Abortion was already a decades-old reform issue by the time of the Comstock Act’s passage. In an aggressive bid for professional dominance, the American Medical Association (AMA) and its members sought to shut down the medical practice of “irregulars” beginning in the 1840s. Part of this initiative involved drafting new antiabortion laws that were meant to eliminate competition.[15] In the years just before and after the Comstock Act’s passage, AMA members helped to author and ratify over thirty separate antiabortion measures in state and territorial legislatures.[16] Many of these laws had various forms of therapeutic exceptions, however, that continued to allow for abortions by licensed physicians (and in fact, put them solely in charge of performing them) for medical reasons.[17]
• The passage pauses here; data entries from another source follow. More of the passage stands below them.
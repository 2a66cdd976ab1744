//! GPU rendering system
//!
//! Manages GPU rendering including:
//! - Render context and surface
//! - The recording canvas and the wire pipeline that presents it
//! - Frame rendering

use std::sync::Arc;
use winit::window::Window;
use wire4d_render::{
    context::{ContextError, RenderContext},
    pipeline::WirePipeline,
    AngleState, CanvasStyle, DrawList, FrameRenderer, FrameStats, Projector, Wireframe,
};

/// Render error types
#[derive(Debug)]
pub enum RenderError {
    /// GPU setup failed
    Context(ContextError),
    /// Surface was lost or outdated (window resized, minimized, etc.)
    SurfaceLost,
    /// GPU out of memory
    OutOfMemory,
    /// Other surface error
    Other(String),
}

impl std::fmt::Display for RenderError {
    fn fmt(&self, f: &mut std::fmt::Formatter<'_>) -> std::fmt::Result {
        match self {
            RenderError::Context(e) => write!(f, "GPU setup failed: {}", e),
            RenderError::SurfaceLost => write!(f, "Surface lost"),
            RenderError::OutOfMemory => write!(f, "Out of memory"),
            RenderError::Other(msg) => write!(f, "Render error: {}", msg),
        }
    }
}

impl std::error::Error for RenderError {
    fn source(&self) -> Option<&(dyn std::error::Error + 'static)> {
        match self {
            RenderError::Context(e) => Some(e),
            _ => None,
        }
    }
}

impl From<ContextError> for RenderError {
    fn from(e: ContextError) -> Self {
        RenderError::Context(e)
    }
}

/// Manages GPU rendering
pub struct RenderSystem {
    context: RenderContext,
    pipeline: WirePipeline,
    canvas: DrawList,
    projector: Projector,
}

impl RenderSystem {
    /// Create render system for a window
    pub fn new(
        window: Arc<Window>,
        style: CanvasStyle,
        projector: Projector,
        vsync: bool,
    ) -> Result<Self, RenderError> {
        let context = pollster::block_on(RenderContext::with_vsync(window, vsync))?;
        let pipeline = WirePipeline::new(&context.device, context.config.format, style);
        let canvas = DrawList::new(context.config.width as f32, context.config.height as f32);

        log::info!(
            "Canvas {}x{} ({:?})",
            context.config.width,
            context.config.height,
            context.config.format
        );

        Ok(Self {
            context,
            pipeline,
            canvas,
            projector,
        })
    }

    /// Handle window resize
    ///
    /// The canvas follows the surface, so screen mapping always uses the
    /// current drawing area.
    pub fn resize(&mut self, width: u32, height: u32) {
        self.context
            .resize(winit::dpi::PhysicalSize::new(width, height));
        self.canvas = DrawList::new(
            self.context.config.width as f32,
            self.context.config.height as f32,
        );
    }

    /// Reconfigure the surface after it was lost
    pub fn recover_surface(&mut self) {
        self.context.reconfigure();
    }

    /// Render a single frame
    pub fn render_frame(
        &mut self,
        shape: &dyn Wireframe,
        angles: &AngleState,
    ) -> Result<FrameStats, RenderError> {
        let renderer = FrameRenderer::for_canvas(&self.canvas, self.projector);
        let stats = renderer.render(shape, angles, &mut self.canvas);

        let geometry = self
            .pipeline
            .upload(&self.context.device, &self.context.queue, &self.canvas);
        if geometry.skipped > 0 {
            log::trace!("Skipped {} non-finite primitives", geometry.skipped);
        }

        // Get surface texture
        let output = match self.context.surface.get_current_texture() {
            Ok(output) => output,
            Err(wgpu::SurfaceError::Lost | wgpu::SurfaceError::Outdated) => {
                return Err(RenderError::SurfaceLost)
            }
            Err(wgpu::SurfaceError::OutOfMemory) => return Err(RenderError::OutOfMemory),
            Err(e) => return Err(RenderError::Other(format!("{:?}", e))),
        };

        let view = output
            .texture
            .create_view(&wgpu::TextureViewDescriptor::default());

        let mut encoder = self
            .context
            .device
            .create_command_encoder(&wgpu::CommandEncoderDescriptor {
                label: Some("Render Encoder"),
            });

        self.pipeline.render(&mut encoder, &view);

        self.context.queue.submit(std::iter::once(encoder.finish()));
        output.present();

        Ok(stats)
    }

    /// Get current surface size
    pub fn size(&self) -> (u32, u32) {
        (self.context.size.width, self.context.size.height)
    }
}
In the Comstock Act, the final inclusion of the phrase “unlawful abortion” thus helped to preserve the specifications of already extant abortion laws in the states. Comstock sniped in his diary (without providing evidence) that Edmunds’s medical exception amendment probably stemmed from having “friends in this business that he desires to shield,” referencing abortion-performing “irregulars” or even perhaps a trained doctor who was performing them for money outside legal bounds.[18] More likely, Edmunds may have been thinking of eliminating confusion and repeating similar exemption language that already existed in most state abortion laws of the time. His home state of Vermont had passed its first abortion law in 1846 as part of an overhaul of its general criminal code, and then updated it in 1867, one year after Edmunds joined the U.S. Senate. Vermont’s state medical society had lobbied for the update and sought to restrict abortion on “any pregnant woman” as well as the sale of abortifacients by “any merchant, druggist, peddler, or any person whatever” who would compete with regular physicians. It also preserved a life exception and specifically exempted the pregnant woman from criminal liability.[19] Birth control reformer Mary Ware Dennett also observed the unlikelihood of a total ban in her comprehensive 1926 study, Birth Control Laws. “Why [the medical exception] was later omitted does not appear in the [Congressional] Record,” she wrote, “but its original existence proves that there was at least some glimmering of realization somewhere that a wholesale prohibition was not the aim of the statute.”[20]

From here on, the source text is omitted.